A peak is definitely there. Far from the peak, the periodogram follows approximately a **:math:`chi^2` distribution with :math:`n - 1` degrees of freedom**, where \(n\) is the number of bins in the pulse profile used to calculate the statistics. In fact, its mean is \(n-1\) as shown in the figure.

But close to the correct frequency, as described in Leahy et al. 1983, 1987 the peak in the epoch folding periodogram has the shape of a **sinc squared function** (whose secondary lobes are in this case barely visible above noise).

# Z-squared search¶

The epoch folding statistics has no information on the actual shape of the profile.

A better method is the **:math:`Z^2` statistics** (Buccheri et al. 1983), which is conceptually similar to the Epoch folding but has high values when the signal is well described by a small number of **sinusoidal harmonics**.

\(Z^2_n = \dfrac{2}{N} \sum_{k=1}^n \left[{\left(\sum_{j=1}^N \cos k \phi_j\right)}^2 + {\left(\sum_{j=1}^N \sin k \phi_j\right)}^2\right]\)

Where \(N\) is the number of photons, \(n\) is the number of harmonics, \(\phi_j\) are the phases corresponding to the event arrival times \(t_j\) (\(\phi_j = \nu t_j\), where \(\nu\) is the pulse frequency).

The \(Z_n^2\) statistics defined in this way, far from the pulsed profile, follows a \(\chi^2_n\) distribution, where \(n\) is the number of harmonics this time.

Stingray implements the \(Z\) search in `stingray.pulse.search.z_n_search`

. The standard \(Z^2\) search calculates the phase of each photon and calculates the sinusoidal functions above for each photon.
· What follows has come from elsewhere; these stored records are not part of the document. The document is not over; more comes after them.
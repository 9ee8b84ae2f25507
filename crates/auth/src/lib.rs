//! `tricol-auth`: client-side session core.
//!
//! Token persistence, claims decoding, permission derivation and the
//! current-user cell. This crate is intentionally decoupled from HTTP; the
//! request pipeline lives in `tricol-client`.

pub mod claims;
pub mod context;
pub mod current_user;
pub mod permission_cache;
pub mod permissions;
pub mod roles;
pub mod storage;
pub mod token_store;
pub mod user;

pub use claims::{
    TokenClaims, TokenDecodeError, TokenValidationError, decode_claims, validate_expiry,
};
pub use context::AuthContext;
pub use current_user::{CurrentUser, UserSubscription};
pub use permission_cache::PermissionCache;
pub use permissions::{Permission, PermissionSet};
pub use roles::{RoleName, UnknownRole};
pub use storage::{FileStorage, InMemoryStorage, KeyValueStorage, StorageError};
pub use token_store::TokenStore;
pub use user::{AuthResponse, LoginRequest, PermissionInfo, RegisterRequest, Role, TokenPair, User};
//! User profile and authentication payloads exchanged with the auth API.

use chrono::NaiveDateTime;
use serde::{Deserialize, Serialize};

use crate::RoleName;

/// Permission as described by the user profile endpoint.
#[derive(Debug, Clone, PartialEq, Eq, Serialize, Deserialize)]
pub struct PermissionInfo {
    pub id: i64,
    pub name: String,
    #[serde(default)]
    pub description: String,
}

#[derive(Debug, Clone, PartialEq, Eq, Serialize, Deserialize)]
pub struct Role {
    pub id: i64,
    pub name: RoleName,
    #[serde(default)]
    pub permissions: Vec<PermissionInfo>,
}

/// Authenticated user's profile.
///
/// Never derived from the token: callers set it after fetching it.
#[derive(Debug, Clone, PartialEq, Eq, Serialize, Deserialize)]
#[serde(rename_all = "camelCase")]
pub struct User {
    pub id: i64,
    pub email: String,
    pub full_name: String,
    #[serde(default, skip_serializing_if = "Option::is_none")]
    pub role: Option<Role>,
    #[serde(default)]
    pub permissions: Vec<PermissionInfo>,
    pub created_at: NaiveDateTime,
    pub updated_at: NaiveDateTime,
}

impl User {
    pub fn role_name(&self) -> Option<RoleName> {
        self.role.as_ref().map(|r| r.name)
    }
}

#[derive(Debug, Clone, PartialEq, Eq, Serialize, Deserialize)]
pub struct LoginRequest {
    pub email: String,
    pub password: String,
}

#[derive(Debug, Clone, PartialEq, Eq, Serialize, Deserialize)]
#[serde(rename_all = "camelCase")]
pub struct RegisterRequest {
    pub email: String,
    pub password: String,
    pub full_name: String,
}

/// Successful login response.
#[derive(Debug, Clone, PartialEq, Eq, Serialize, Deserialize)]
#[serde(rename_all = "camelCase")]
pub struct AuthResponse {
    pub access_token: String,
    pub refresh_token: String,
    #[serde(default = "default_token_type")]
    pub token_type: String,
}

fn default_token_type() -> String {
    "Bearer".to_string()
}

impl AuthResponse {
    pub fn token_pair(&self) -> TokenPair {
        TokenPair {
            access_token: self.access_token.clone(),
            refresh_token: self.refresh_token.clone(),
        }
    }
}

/// Access/refresh token pair, created on login and destroyed as a unit.
#[derive(Debug, Clone, PartialEq, Eq, Serialize, Deserialize)]
#[serde(rename_all = "camelCase")]
pub struct TokenPair {
    pub access_token: String,
    pub refresh_token: String,
}
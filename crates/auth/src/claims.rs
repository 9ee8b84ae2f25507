use base64::Engine;
use base64::alphabet;
use base64::engine::{DecodePaddingMode, GeneralPurpose, GeneralPurposeConfig};
use chrono::{DateTime, Utc};
use serde::{Deserialize, Serialize};
use serde_json::{Map, Value};
use thiserror::Error;

use crate::permissions::{Permission, PermissionSet};

/// Base64url engine that accepts both padded and unpadded segments.
const SEGMENT_ENGINE: GeneralPurpose = GeneralPurpose::new(
    &alphabet::URL_SAFE,
    GeneralPurposeConfig::new().with_decode_padding_mode(DecodePaddingMode::Indifferent),
);

/// Claims read from the middle segment of a bearer token.
///
/// Only two things are interpreted client-side: the expiry hint and the
/// granted permission list. Each is read from the raw payload on its own, so
/// an unexpected shape in one claim never hides the other. The signature is
/// never checked here; the server that issued the token is the only
/// authority on its validity.
#[derive(Debug, Clone, Default, PartialEq, Serialize, Deserialize)]
#[serde(transparent)]
pub struct TokenClaims {
    payload: Map<String, Value>,
}

impl TokenClaims {
    /// Raw claim by name.
    pub fn claim(&self, name: &str) -> Option<&Value> {
        self.payload.get(name)
    }

    /// `exp` in seconds since the Unix epoch, when it is a JSON number.
    pub fn exp(&self) -> Option<f64> {
        self.claim("exp").and_then(Value::as_f64)
    }

    /// Expiration instant, if the token carries a usable `exp`.
    pub fn expires_at(&self) -> Option<DateTime<Utc>> {
        let exp = self.exp().filter(|e| e.is_finite())?;
        let millis = exp * 1000.0;
        if millis < i64::MIN as f64 || millis > i64::MAX as f64 {
            return None;
        }
        DateTime::from_timestamp_millis(millis as i64)
    }

    /// Permissions granted by the token, with any `ROLE_` prefix removed.
    ///
    /// `permissions` wins over `authorities` whenever it is present and not
    /// null, even if empty. If the chosen claim is not an array of strings
    /// the result is empty.
    pub fn granted_permissions(&self) -> PermissionSet {
        let (name, raw) = match self.claim("permissions").filter(|v| !v.is_null()) {
            Some(raw) => ("permissions", raw),
            None => match self.claim("authorities").filter(|v| !v.is_null()) {
                Some(raw) => ("authorities", raw),
                None => return PermissionSet::empty(),
            },
        };

        let entries = raw
            .as_array()
            .and_then(|items| items.iter().map(Value::as_str).collect::<Option<Vec<_>>>());

        match entries {
            Some(entries) => entries.into_iter().map(Permission::from_authority).collect(),
            None => {
                tracing::warn!(claim = name, "permission claim is not a list of strings");
                PermissionSet::empty()
            }
        }
    }
}

#[derive(Debug, Error)]
pub enum TokenDecodeError {
    #[error("token has no claims segment")]
    MalformedToken,

    #[error("claims segment is not valid base64url: {0}")]
    Base64(#[from] base64::DecodeError),

    #[error("claims segment is not a JSON object: {0}")]
    Json(#[from] serde_json::Error),
}

#[derive(Debug, Error, Clone, PartialEq, Eq)]
pub enum TokenValidationError {
    #[error("token has expired")]
    Expired,

    #[error("token carries no usable expiration")]
    MissingExpiry,
}

/// Decode the claims segment of `token` without verifying its signature.
pub fn decode_claims(token: &str) -> Result<TokenClaims, TokenDecodeError> {
    let segment = token
        .split('.')
        .nth(1)
        .filter(|s| !s.is_empty())
        .ok_or(TokenDecodeError::MalformedToken)?;

    let raw = SEGMENT_ENGINE.decode(segment)?;
    Ok(serde_json::from_slice(&raw)?)
}

/// Check the expiry hint of already-decoded claims against `now`.
///
/// A token is expired from the exact instant of `exp` onwards.
pub fn validate_expiry(
    claims: &TokenClaims,
    now: DateTime<Utc>,
) -> Result<(), TokenValidationError> {
    let expires_at = claims.expires_at().ok_or(TokenValidationError::MissingExpiry)?;
    if now >= expires_at {
        return Err(TokenValidationError::Expired);
    }
    Ok(())
}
This is very computationally expensive if the number of photons is high. Therefore, in Stingray, the search is performed by binning the pulse profile first and using the phases of the folded profile in the formula above, multiplying the squared sinusoids of the phases of the pulse
profile by a weight corresponding to the number of photons at each phase.

\(Z^2_n = \dfrac{2}{\sum_j{w_j}} \sum_{k=1}^n \left[{\left(\sum_{j=1}^m w_j \cos k \phi_j\right)}^2 + {\left(\sum_{j=1}^m w_j \sin k \phi_j\right)}^2\right]\)

Since the sinusoids are only executed on a small number of bins, while the epoch folding procedure just consists of a very fast histogram-like operation, the speedup of this new formula is obvious. Care must be put into the choice of the number of bins, in order to maintain a good approximation even when the number of harmonics is high. As a rule of thumb, use *a number of bins at least 10 times larger than the number of harmonics*.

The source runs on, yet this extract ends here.